座・高円寺の『ピノッキオ』を見て

2018年9月15日 座・高円寺
『ピノッキオ』
原作:カルロ・コッローディ
脚本・演出:テレーサ・ルドヴィコ

毎年秋にレパートリー作品が上演される「劇場へいこう!」というプログラムで、今年は『ピノッキオ』と『フランドン農学校の豚~注文の多いオマケ付き~』が上演される。今日はそのうちの『ピノッキオ』を見てきた。

木でできた操り人形で、いたずら好きで、嘘をつくと鼻が伸びて、あれこれあってさいごには人間になるという『ピノッキオ』の話は、童話らしく教訓めいていてお説教くさいと思っていたが、『ピノッキオ』が新聞で連載されていた当時は、子どもたちから大人気だったそうだ。『ピノッキオ』のおもしろさが、今日の上演を見て分かった気がしたが、それはテレーサ・ルドヴィコの優れたドラマトゥルギーのおかげかもしれない。一時間ちょっとの上演のあいだにピノッキオはとてもたくさんのことを経験し、それはときに恐ろしい経験であり、絶望的な状況に陥ったりするが、ピノッキオにはいつだってジェペットおじさんや仙女さまといった帰るべき場所が待っている。それはまるで、ふざけて悪いことして、その結果泣きじゃくるような状況になっても、なんだかんだで安心できる家に帰ることができた幼少のころそのままだ。安心しては冒険して、不安になったらまた落ち着いて。演出家は「わたしはこのお話を、人生の旅のように考えました」とパンフレットで語っているが、まさに揺れ動く人生の渦を、夢のように駆け抜けたような上演だった。

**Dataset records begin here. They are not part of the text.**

//! Error types for the docex-serve library.
//!
//! Two distinct error types reflect two distinct sides of the engine boundary:
//!
//! * [`ExtractError`] (**orchestration**): the request cannot be served
//!   (missing filename, unsupported extension, provider misconfigured, the
//!   engine failed, the saved file could not be written). Returned from
//!   [`crate::extract::Extractor`] and mapped onto HTTP status codes by the
//!   server layer.
//!
//! * [`EngineError`] (**collaborator**): raised inside a
//!   [`crate::engine::ConversionEngine`]. The orchestrator wraps it into
//!   [`ExtractError::Conversion`] so callers only ever match one type.
//!
//! A missing VLM credential is deliberately *not* an error: it is recorded as
//! [`crate::pipeline::VlmStatus::Disabled`] and logged.

use crate::providers::ProviderError;
use std::path::PathBuf;
use thiserror::Error;

/// All fatal errors returned by the extraction layer.
#[derive(Debug, Error)]
pub enum ExtractError {
    // ── Validation errors ─────────────────────────────────────────────────
    /// The upload carried no filename (or an empty one).
    #[error("No filename provided")]
    MissingFilename,

    /// The filename's extension does not map to a supported input format.
    #[error("Unsupported file type '{extension}' for '{filename}'\nSupported: pdf, png, jpg, jpeg, md, markdown, txt")]
    UnsupportedFormat { filename: String, extension: String },

    /// A local input path does not exist.
    #[error("File not found: '{path}'")]
    FileNotFound { path: PathBuf },

    // ── Provider errors ───────────────────────────────────────────────────
    /// VLM provider could not be resolved to an endpoint.
    #[error(transparent)]
    Provider(#[from] ProviderError),

    // ── Engine errors ─────────────────────────────────────────────────────
    /// The conversion engine failed on this document.
    #[error("Conversion failed for '{filename}': {source}")]
    Conversion {
        filename: String,
        #[source]
        source: EngineError,
    },

    // ── I/O errors ────────────────────────────────────────────────────────
    /// Could not stage the upload in a temporary file.
    #[error("Failed to stage '{filename}' for conversion: {source}")]
    TempFile {
        filename: String,
        #[source]
        source: std::io::Error,
    },

    /// Could not create or write the saved Markdown file.
    #[error("Failed to write output file '{path}': {source}")]
    OutputWriteFailed {
        path: PathBuf,
        #[source]
        source: std::io::Error,
    },

    // ── Config errors ─────────────────────────────────────────────────────
    /// Settings validation failed.
    #[error("Invalid configuration: {0}")]
    InvalidConfig(String),
}

impl ExtractError {
    /// True for errors caused by the request itself rather than the service.
    pub fn is_client_error(&self) -> bool {
        matches!(
            self,
            ExtractError::MissingFilename
                | ExtractError::UnsupportedFormat { .. }
                | ExtractError::FileNotFound { .. }
        )
    }
}

/// Errors raised by a conversion engine.
#[derive(Debug, Error)]
pub enum EngineError {
    /// Could not bind to a pdfium library.
    #[error(
        "Failed to bind to pdfium library: {0}\n\
Set PDFIUM_LIB_PATH=/path/to/libpdfium or place the library next to the binary."
    )]
    PdfiumBinding(String),

    /// The document could not be parsed.
    #[error("Document is corrupt or unreadable: {0}")]
    CorruptDocument(String),

    /// The document is password protected.
    #[error("Document is encrypted and requires a password")]
    PasswordRequired,

    /// An image could not be decoded or encoded.
    #[error("Image processing failed: {0}")]
    Image(#[from] image::ImageError),

    /// Page rasterisation failed.
    #[error("Rasterisation failed for page {page}: {detail}")]
    RasterisationFailed { page: usize, detail: String },

    /// OCR backend is not installed.
    #[error("OCR backend not available: {0}")]
    OcrUnavailable(String),

    /// OCR backend ran but failed.
    #[error("OCR failed: {0}")]
    OcrFailed(String),

    /// Picture-description endpoint returned an error.
    #[error("Picture description request to '{url}' failed: {detail}")]
    PictureDescription { url: String, detail: String },

    /// API picture description requested without remote services enabled.
    #[error("Picture description via a remote API requires enable_remote_services")]
    RemoteServicesDisabled,

    /// Any I/O failure while reading the input.
    #[error("I/O error: {0}")]
    Io(#[from] std::io::Error),

    /// Unexpected internal error.
    #[error("Internal engine error: {0}")]
    Internal(String),
}

#[cfg(test)]
mod tests {
    use super::*;

    #[test]
    fn missing_filename_display() {
        assert_eq!(ExtractError::MissingFilename.to_string(), "No filename provided");
    }

    #[test]
    fn conversion_display_carries_engine_message() {
        let e = ExtractError::Conversion {
            filename: "scan.pdf".into(),
            source: EngineError::CorruptDocument("bad xref".into()),
        };
        let msg = e.to_string();
        assert!(msg.contains("scan.pdf"), "got: {msg}");
        assert!(msg.contains("bad xref"), "got: {msg}");
    }

    #[test]
    fn unsupported_format_is_client_error() {
        let e = ExtractError::UnsupportedFormat {
            filename: "a.exe".into(),
            extension: "exe".into(),
        };
        assert!(e.is_client_error());
        assert!(e.to_string().contains("exe"));
    }

    #[test]
    fn provider_error_is_server_error() {
        let e: ExtractError = ProviderError::UnknownProvider {
            provider: "acme".into(),
            known: "openai".into(),
        }
        .into();
        assert!(!e.is_client_error());
        assert!(e.to_string().contains("acme"));
    }

    #[test]
    fn remote_services_display() {
        let e = EngineError::RemoteServicesDisabled;
        assert!(e.to_string().contains("enable_remote_services"));
    }
}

さまざまなシーンの移り変わりは、お城や森のシルエットが施された半透明の幕によって、登場する動物たちは半透明の立体的なマスクによって表現されていた。これに幻想的な照明効果と効果音が加わって、夢うつつのようにして『ピノッキオ』の上演は進んでいく。こうして目まぐるしくシーンが展開する舞台が成立するのは、俳優の身体表現の力量によるところが大きい。ピノッキオが誕生するシーンは、木でできているため、どこかぎこちなく、それでいてかろやかな動きであるし、コオロギはゆったりと、しかし正確な動きをしている。たった7人の俳優で50近くもの役を演じているが、それでいてそれぞれの役が薄まらないのは、衣装に加えて、きちんと身振りがつくられているからだろう。それぞれの役の身体性は、大きな見どころの一つだ。

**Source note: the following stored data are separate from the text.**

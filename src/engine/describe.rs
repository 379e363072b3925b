//! Picture description through an OpenAI-compatible chat-completions
//! endpoint.
//!
//! Every picture is sent as one user message with two parts: the configured
//! prompt, and the image as a base64 PNG data URL. Local and remote VLMs use
//! the same wire format; only the URL and headers differ. There are no
//! retries: a failed picture is kept in the document without a description.

use super::encode::encode_data_url;
use crate::error::EngineError;
use crate::pipeline::PictureDescriptionOptions;
use image::DynamicImage;
use serde_json::{json, Value};
use std::time::Duration;
use tracing::{debug, warn};

pub struct PictureDescriber {
    client: reqwest::Client,
    options: PictureDescriptionOptions,
}

impl PictureDescriber {
    pub fn new(options: PictureDescriptionOptions, timeout: Duration) -> Result<Self, EngineError> {
        let client = reqwest::Client::builder()
            .timeout(timeout)
            .build()
            .map_err(|e| EngineError::Internal(format!("Failed to build HTTP client: {e}")))?;
        Ok(Self { client, options })
    }

    /// Whether a picture covering `area_fraction` of its page qualifies.
    pub fn qualifies(&self, area_fraction: f32) -> bool {
        area_fraction >= self.options.picture_area_threshold
    }

    fn request_body(&self, data_url: &str) -> Value {
        json!({
            "model": self.options.model,
            "messages": [{
                "role": "user",
                "content": [
                    {"type": "text", "text": self.options.prompt},
                    {"type": "image_url", "image_url": {"url": data_url}},
                ],
            }],
        })
    }

    /// Describe one picture.
    pub async fn describe(&self, img: &DynamicImage) -> Result<String, EngineError> {
        let url = &self.options.url;
        let fail = |detail: String| EngineError::PictureDescription {
            url: url.clone(),
            detail,
        };

        let body = self.request_body(&encode_data_url(img)?);
        let mut request = self.client.post(url);
        for (key, value) in &self.options.headers {
            request = request.header(key, value);
        }

        let response = request
            .json(&body)
            .send()
            .await
            .map_err(|e| fail(format!("Request failed: {e}")))?;

        if !response.status().is_success() {
            let status = response.status();
            let error_body = response.text().await.unwrap_or_default();
            return Err(fail(format!("HTTP {status}: {error_body}")));
        }

        let payload: Value = response
            .json()
            .await
            .map_err(|e| fail(format!("Failed to parse response: {e}")))?;

        let text = payload
            .pointer("/choices/0/message/content")
            .and_then(Value::as_str)
            .map(str::trim)
            .filter(|s| !s.is_empty())
            .ok_or_else(|| fail("response carried no message content".to_string()))?;

        debug!("Picture described by {} ({} chars)", self.options.model, text.len());
        Ok(text.to_string())
    }

    /// Describe one picture; failures are logged and yield `None`.
    pub async fn describe_soft(&self, img: &DynamicImage) -> Option<String> {
        match self.describe(img).await {
            Ok(text) => Some(text),
            Err(e) => {
                warn!("Picture description skipped: {e}");
                None
            }
        }
    }
}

それでいうと素晴らしいのが、さいごにピノッキオが人間になるシーンである。ここが安易な喜びや驚きといった感情的な表現ではなく、やはり身体的な表現に重きが置かれている。眠りから覚めて人間になったピノッキオは、自分の体をまさぐり、それから腿を上げて力強く踏み込む。これが芝居とダンスが混じったような表現になっている。それまでピノッキオは操り人形よろしく浮ついた感じで軽やかに動き回っていたが、人間になるとしっかりと自分の足で踏み込むのである。あいかわらず動きが機敏であることは変わらないものの、きちんと地面を踏み込んでいるという点で、操り人形だったころと大きく異なる。そして、それをもっとも象徴するのが、靴を履くという行為である。ピノッキオが人間に変わる夜に、仙女さまの使いであり、冒頭からの登場していたカタツムリが、そっと靴を置いていったのだ。

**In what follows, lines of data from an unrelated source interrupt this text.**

//! Multipart form parsing shared by every extraction route.
//!
//! Recognised fields: `file` / `files` (uploads), `ocr_enabled`,
//! `table_extraction_enabled`, `vlm_mode`, `vlm_model_id`. Unknown fields are
//! ignored. Booleans accept `true/false`, `1/0`, `yes/no`, `on/off`.

use super::error::ApiError;
use crate::batch::BatchInput;
use crate::error::ExtractError;
use crate::options::{ExtractionOptions, VlmMode};
use axum::extract::Multipart;
use tracing::debug;

/// One uploaded file part.
#[derive(Debug, Clone)]
pub struct UploadedFile {
    pub filename: Option<String>,
    pub bytes: Vec<u8>,
}

impl UploadedFile {
    /// The filename, or [`ExtractError::MissingFilename`] when absent/blank.
    pub fn require_filename(&self) -> Result<&str, ExtractError> {
        self.filename
            .as_deref()
            .filter(|f| !f.trim().is_empty())
            .ok_or(ExtractError::MissingFilename)
    }
}

impl From<UploadedFile> for BatchInput {
    fn from(file: UploadedFile) -> Self {
        BatchInput {
            bytes: file.bytes,
            filename: file.filename,
        }
    }
}

/// Parsed extraction form.
#[derive(Debug, Default)]
pub struct ExtractForm {
    pub files: Vec<UploadedFile>,
    pub options: ExtractionOptions,
}

impl ExtractForm {
    /// Read every field of `multipart`.
    pub async fn from_multipart(mut multipart: Multipart) -> Result<Self, ApiError> {
        let mut form = ExtractForm::default();

        while let Some(field) = multipart
            .next_field()
            .await
            .map_err(|e| ApiError::bad_request(format!("Failed to read multipart field: {}", e)))?
        {
            let name = field.name().unwrap_or_default().to_string();
            match name.as_str() {
                "file" | "files" => {
                    let filename = field.file_name().map(str::to_string);
                    let bytes = field.bytes().await.map_err(|e| {
                        ApiError::bad_request(format!("Failed to read uploaded file: {}", e))
                    })?;
                    debug!("Received upload {:?} ({} bytes)", filename, bytes.len());
                    form.files.push(UploadedFile {
                        filename,
                        bytes: bytes.to_vec(),
                    });
                }
                "ocr_enabled" => form.options.ocr_enabled = parse_bool(&name, &text(field).await?)?,
                "table_extraction_enabled" => {
                    form.options.table_extraction_enabled = parse_bool(&name, &text(field).await?)?
                }
                "vlm_mode" => {
                    form.options.vlm_mode = text(field)
                        .await?
                        .parse::<VlmMode>()
                        .map_err(ApiError::bad_request)?
                }
                "vlm_model_id" => form.options.vlm_model_id = Some(text(field).await?),
                other => debug!("Ignoring unknown form field '{}'", other),
            }
        }

        Ok(form)
    }

    /// The single uploaded file of a one-document request.
    pub fn single_file(mut self) -> Result<(UploadedFile, ExtractionOptions), ApiError> {
        if self.files.is_empty() {
            return Err(ApiError::bad_request("Field 'file' is required"));
        }
        Ok((self.files.swap_remove(0), self.options))
    }
}

async fn text(field: axum::extract::multipart::Field<'_>) -> Result<String, ApiError> {
    let name = field.name().unwrap_or_default().to_string();
    field
        .text()
        .await
        .map_err(|e| ApiError::bad_request(format!("Invalid value for '{}': {}", name, e)))
}

/// Parse a form boolean.
pub fn parse_bool(field: &str, value: &str) -> Result<bool, ApiError> {
    match value.trim().to_ascii_lowercase().as_str() {
        "true" | "1" | "yes" | "on" => Ok(true),
        "false" | "0" | "no" | "off" => Ok(false),
        other => Err(ApiError::bad_request(format!(
            "Invalid boolean for '{}': '{}'",
            field, other
        ))),
    }
}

こうして人間になったピノッキオを見て、演出がファンタジーめいたものから大きく変わったこともあり、衝撃的な仕方でファンタジーから現実へとつなげられたような感じだった。衣装が現代的なのは、こうした効果を狙ってのものだ。さいごにピノッキオは舞台から客席へ飛び下り、観客を横に階段を上っていく。このときの俳優はピノッキオというよりも、もはや私たちと同じ世界に生きるたくましい人間の一人だった。